Exercise brief: Where a line in the listing below holds "record", add it to the tally, and reply with that tally alone.

※

use std::fmt;
use std::sync::{Arc, Mutex, MutexGuard};

/// Holds at most one running task. A second [`try_acquire`](TaskSlot::try_acquire)
/// is refused until the first task's [`SlotGuard`] is dropped; there is no queue.
#[derive(Debug, Clone, Default)]
pub struct TaskSlot {
    inner: Arc<Mutex<Option<String>>>,
}

/// Occupies the slot until dropped, including when the task panics.
pub struct SlotGuard {
    inner: Arc<Mutex<Option<String>>>,
    on_release: Option<Box<dyn FnOnce() + Send>>,
}

impl TaskSlot {
    pub fn new() -> Self {
        Self::default()
    }

    pub fn try_acquire(&self, label: impl Into<String>) -> Option<SlotGuard> {
        let mut slot = lock(&self.inner);
        if slot.is_some() {
            return None;
        }
        *slot = Some(label.into());
        Some(SlotGuard { inner: Arc::clone(&self.inner), on_release: None })
    }

    pub fn is_busy(&self) -> bool {
        lock(&self.inner).is_some()
    }

    /// Label of the running task, if any.
    pub fn current(&self) -> Option<String> {
        lock(&self.inner).clone()
    }
}

impl SlotGuard {
    /// Runs `f` once the slot is free again, on normal exit or unwind.
    pub fn on_release(mut self, f: impl FnOnce() + Send + 'static) -> Self {
        self.on_release = Some(Box::new(f));
        self
    }
}

impl fmt::Debug for SlotGuard {
    fn fmt(&self, f: &mut fmt::Formatter<'_>) -> fmt::Result {
        f.debug_struct("SlotGuard").field("label", &*lock(&self.inner)).finish()
    }
}

impl Drop for SlotGuard {
    fn drop(&mut self) {
        *lock(&self.inner) = None;
        if let Some(f) = self.on_release.take() {
            f();
        }
    }
}

// The slot only ever holds an `Option<String>`, which a panicking holder
// cannot leave half-written.
fn lock(m: &Mutex<Option<String>>) -> MutexGuard<'_, Option<String>> {
    m.lock().unwrap_or_else(|poisoned| poisoned.into_inner())
}

#[cfg(test)]
mod tests {
    use super::*;

    #[test]
    fn second_acquire_is_rejected_until_release() {
        let slot = TaskSlot::new();
        let guard = slot.try_acquire("/scans").unwrap();
        assert!(slot.is_busy());
        assert_eq!(slot.current().as_deref(), Some("/scans"));
        assert!(slot.try_acquire("/other").is_none());

        drop(guard);
        assert!(!slot.is_busy());
        assert!(slot.try_acquire("/other").is_some());
    }

    #[test]
    fn clones_share_the_slot() {
        let slot = TaskSlot::new();
        let ui_side = slot.clone();
        let _guard = slot.try_acquire("a").unwrap();
        assert!(ui_side.is_busy());
        assert!(ui_side.try_acquire("b").is_none());
    }

    #[test]
    fn guard_moved_to_thread_clears_on_completion() {
        let slot = TaskSlot::new();
        let guard = slot.try_acquire("job").unwrap();
        std::thread::spawn(move || {
            let _guard = guard;
        })
        .join()
        .unwrap();
        assert!(!slot.is_busy());
    }

    #[test]
    fn panicking_task_still_frees_the_slot() {
        let slot = TaskSlot::new();
        let guard = slot.try_acquire("job").unwrap();
        let result = std::thread::spawn(move || {
            let _guard = guard;
            panic!("extraction blew up");
        })
        .join();
        assert!(result.is_err());
        assert!(!slot.is_busy());
    }

    #[test]
    fn release_hook_runs_after_panic_with_slot_free() {
        let slot = TaskSlot::new();
        let seen = Arc::new(Mutex::new(None));
        let (watcher, record) = (slot.clone(), Arc::clone(&seen));
        let guard = slot.try_acquire("job").unwrap().on_release(move || {
            *record.lock().unwrap() = Some(watcher.is_busy());
        });

        let result = std::thread::spawn(move || {
            let _guard = guard;
            panic!("extraction blew up");
        })
        .join();

        assert!(result.is_err());
        assert_eq!(*seen.lock().unwrap(), Some(false));
    }
}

※

Answer space: 2